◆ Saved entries
-----
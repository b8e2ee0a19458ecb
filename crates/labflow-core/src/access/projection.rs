//! Role projection: the field and row cut applied before a case leaves the
//! core.

use rust_decimal::Decimal;
use serde::Serialize;

use crate::models::{Case, CaseStatus, Role};

/// A case as one role is allowed to see it.
///
/// Financial fields are `None` and omitted from serialized output for
/// every role but admin.
#[derive(Debug, Clone, PartialEq, Serialize)]
pub struct ProjectedCase {
    pub id: String,
    pub case_number: String,
    pub patient: String,
    pub doctor_id: String,
    pub doctor_name: Option<String>,
    pub restoration_type: String,
    pub shade: String,
    pub due: String,
    pub rush: bool,
    pub notes: Option<String>,
    pub status: CaseStatus,
    pub shipping_carrier: Option<String>,
    pub tracking_number: Option<String>,
    pub shipped_at: Option<String>,
    #[serde(skip_serializing_if = "Option::is_none")]
    pub price: Option<Decimal>,
    #[serde(skip_serializing_if = "Option::is_none")]
    pub invoiced: Option<bool>,
    pub created_at: String,
    pub updated_at: String,
}

/// Cut a case down to the fields `role` may see.
pub fn project_case(case: &Case, role: Role) -> ProjectedCase {
    let financials = role.sees_financials();
    ProjectedCase {
        id: case.id.clone(),
        case_number: case.case_number.clone(),
        patient: case.patient.clone(),
        doctor_id: case.doctor_id.clone(),
        doctor_name: case.doctor_name.clone(),
        restoration_type: case.restoration_type.clone(),
        shade: case.shade.clone(),
        due: case.due.clone(),
        rush: case.rush,
        notes: case.notes.clone(),
        status: case.status,
        shipping_carrier: case.shipping_carrier.clone(),
        tracking_number: case.tracking_number.clone(),
        shipped_at: case.shipped_at.clone(),
        price: financials.then_some(case.price),
        invoiced: financials.then_some(case.invoiced),
        created_at: case.created_at.clone(),
        updated_at: case.updated_at.clone(),
    }
}

/// Project a list, dropping rows outside the viewer's scope.
///
/// Lab roles keep every row. A doctor keeps only cases referred by
/// `viewer_doctor_id`; without one, nothing.
pub fn project_case_list(
    cases: &[Case],
    role: Role,
    viewer_doctor_id: Option<&str>,
) -> Vec<ProjectedCase> {
    cases
        .iter()
        .filter(|case| match role {
            Role::Admin | Role::Tech => true,
            Role::Doctor => viewer_doctor_id == Some(case.doctor_id.as_str()),
        })
        .map(|case| project_case(case, role))
        .collect()
}
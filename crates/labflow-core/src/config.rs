//! Runtime configuration.

use std::path::{Path, PathBuf};
use std::time::Duration;

use serde::{Deserialize, Serialize};
use thiserror::Error;

/// How long a connection waits on another writer before reporting a
/// concurrency conflict.
pub const DEFAULT_BUSY_TIMEOUT_MS: u64 = 5_000;

/// Log filter used when `RUST_LOG` is unset.
pub const DEFAULT_LOG_FILTER: &str = "labflow_core=info";

/// Configuration errors.
#[derive(Error, Debug)]
pub enum ConfigError {
    #[error("Failed to read config file: {0}")]
    Io(#[from] std::io::Error),

    #[error("Invalid config: {0}")]
    Parse(#[from] serde_json::Error),
}

/// What material consumption does when stock would go below zero.
#[derive(Debug, Clone, Copy, PartialEq, Eq, Default, Serialize, Deserialize)]
#[serde(rename_all = "snake_case")]
pub enum StockPolicy {
    /// Accept the consumption and log a warning
    #[default]
    AllowNegative,
    /// Refuse the consumption with a constraint violation
    RejectNegative,
}

impl StockPolicy {
    pub fn allows_negative(self) -> bool {
        self == StockPolicy::AllowNegative
    }
}

/// Lab configuration. Every field has a default, so a partial JSON file is
/// valid.
#[derive(Debug, Clone, PartialEq, Serialize, Deserialize)]
#[serde(default)]
pub struct LabConfig {
    /// SQLite database file
    pub database_path: PathBuf,
    /// Busy timeout for write-lock contention
    pub busy_timeout_ms: u64,
    /// Negative stock handling
    pub stock_policy: StockPolicy,
    /// `tracing` filter directive
    pub log_filter: String,
}

impl Default for LabConfig {
    fn default() -> Self {
        Self {
            database_path: PathBuf::from("labflow.db"),
            busy_timeout_ms: DEFAULT_BUSY_TIMEOUT_MS,
            stock_policy: StockPolicy::default(),
            log_filter: DEFAULT_LOG_FILTER.to_string(),
        }
    }
}

impl LabConfig {
    /// Load from a JSON file.
    pub fn load<P: AsRef<Path>>(path: P) -> Result<Self, ConfigError> {
        let raw = std::fs::read_to_string(path)?;
        Self::from_json_str(&raw)
    }

    /// Parse from a JSON string.
    pub fn from_json_str(raw: &str) -> Result<Self, ConfigError> {
        Ok(serde_json::from_str(raw)?)
    }

    pub fn busy_timeout(&self) -> Duration {
        Duration::from_millis(self.busy_timeout_ms)
    }
}
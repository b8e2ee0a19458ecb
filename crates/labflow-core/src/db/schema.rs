//! SQLite schema definition.

/// Complete database schema for LabFlow.
pub const SCHEMA: &str = r#"
-- Enable foreign keys
PRAGMA foreign_keys = ON;

-- ============================================================================
-- Lab Staff
-- ============================================================================

CREATE TABLE IF NOT EXISTS lab_staff (
    user_id TEXT PRIMARY KEY,
    display_name TEXT NOT NULL,
    role TEXT NOT NULL CHECK (role IN ('admin', 'tech')),
    created_at TEXT NOT NULL DEFAULT (datetime('now'))
);

-- ============================================================================
-- Doctors
-- ============================================================================

CREATE TABLE IF NOT EXISTS doctors (
    id TEXT PRIMARY KEY,
    name TEXT NOT NULL,
    practice TEXT NOT NULL DEFAULT '',
    email TEXT,
    phone TEXT,
    auth_user_id TEXT UNIQUE,                    -- NULL until the portal claim
    created_at TEXT NOT NULL DEFAULT (datetime('now'))
);

CREATE INDEX IF NOT EXISTS idx_doctors_email ON doctors(email);
CREATE INDEX IF NOT EXISTS idx_doctors_name ON doctors(name);

-- ============================================================================
-- Cases
-- ============================================================================

-- Lab-scoped case numbering (single row, bumped inside the insert transaction)
CREATE TABLE IF NOT EXISTS case_sequence (
    id INTEGER PRIMARY KEY CHECK (id = 1),
    last_value INTEGER NOT NULL DEFAULT 0
);

INSERT OR IGNORE INTO case_sequence (id, last_value) VALUES (1, 0);

CREATE TABLE IF NOT EXISTS cases (
    id TEXT PRIMARY KEY,
    case_number TEXT NOT NULL UNIQUE,
    patient TEXT NOT NULL,
    doctor_id TEXT NOT NULL REFERENCES doctors(id),
    restoration_type TEXT NOT NULL,
    shade TEXT NOT NULL DEFAULT 'A2',
    due TEXT NOT NULL,                           -- YYYY-MM-DD
    rush INTEGER NOT NULL DEFAULT 0,
    notes TEXT,
    price TEXT NOT NULL DEFAULT '0',             -- decimal text
    invoiced INTEGER NOT NULL DEFAULT 0,
    status TEXT NOT NULL DEFAULT 'received'
        CHECK (status IN ('received', 'in_progress', 'quality_check', 'ready', 'shipped')),
    shipping_carrier TEXT,
    tracking_number TEXT,
    shipped_at TEXT,
    created_at TEXT NOT NULL,
    updated_at TEXT NOT NULL,
    -- Shipment fields exist iff the case is shipped
    CHECK ((status = 'shipped') = (shipped_at IS NOT NULL)),
    CHECK ((status = 'shipped') = (shipping_carrier IS NOT NULL)),
    CHECK (status = 'shipped' OR tracking_number IS NULL)
);

CREATE INDEX IF NOT EXISTS idx_cases_doctor ON cases(doctor_id);
CREATE INDEX IF NOT EXISTS idx_cases_status ON cases(status);
CREATE INDEX IF NOT EXISTS idx_cases_due ON cases(due);

-- ============================================================================
-- Materials & Ledger
-- ============================================================================

CREATE TABLE IF NOT EXISTS materials (
    id TEXT PRIMARY KEY,
    name TEXT NOT NULL,
    sku TEXT NOT NULL DEFAULT '',
    category TEXT NOT NULL DEFAULT '',
    unit TEXT NOT NULL DEFAULT 'pcs',
    quantity TEXT NOT NULL DEFAULT '0',          -- decimal text
    reorder_level TEXT NOT NULL DEFAULT '0',
    unit_cost TEXT NOT NULL DEFAULT '0',
    supplier TEXT NOT NULL DEFAULT '',
    created_at TEXT NOT NULL,
    updated_at TEXT NOT NULL
);

CREATE INDEX IF NOT EXISTS idx_materials_name ON materials(name);

-- Rows are only created by attach and removed by detach; never edited
CREATE TABLE IF NOT EXISTS case_materials (
    id TEXT PRIMARY KEY,
    case_id TEXT NOT NULL REFERENCES cases(id),
    material_id TEXT NOT NULL REFERENCES materials(id),
    quantity_used TEXT NOT NULL,                 -- decimal text, > 0
    created_at TEXT NOT NULL
);

CREATE INDEX IF NOT EXISTS idx_case_materials_case ON case_materials(case_id);
CREATE INDEX IF NOT EXISTS idx_case_materials_material ON case_materials(material_id);

-- ============================================================================
-- Activity Log (Append-Only)
-- ============================================================================

CREATE TABLE IF NOT EXISTS activity_log (
    id TEXT PRIMARY KEY,
    case_id TEXT REFERENCES cases(id) ON DELETE SET NULL,
    user_id TEXT NOT NULL,
    user_name TEXT NOT NULL,
    action TEXT NOT NULL,
    details TEXT NOT NULL DEFAULT '{}',          -- JSON object
    created_at TEXT NOT NULL
);

CREATE INDEX IF NOT EXISTS idx_activity_case ON activity_log(case_id);
CREATE INDEX IF NOT EXISTS idx_activity_created ON activity_log(created_at);

CREATE TRIGGER IF NOT EXISTS activity_log_no_update BEFORE UPDATE OF action, user_id, created_at ON activity_log
BEGIN
    SELECT RAISE(ABORT, 'Activity log entries are immutable');
END;
"#;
-----
If a line in the records includes the string "notes", copy it.

◆ ANSWER SECTION
    pub notes: Option<String>,
        notes: case.notes.clone(),
    notes TEXT,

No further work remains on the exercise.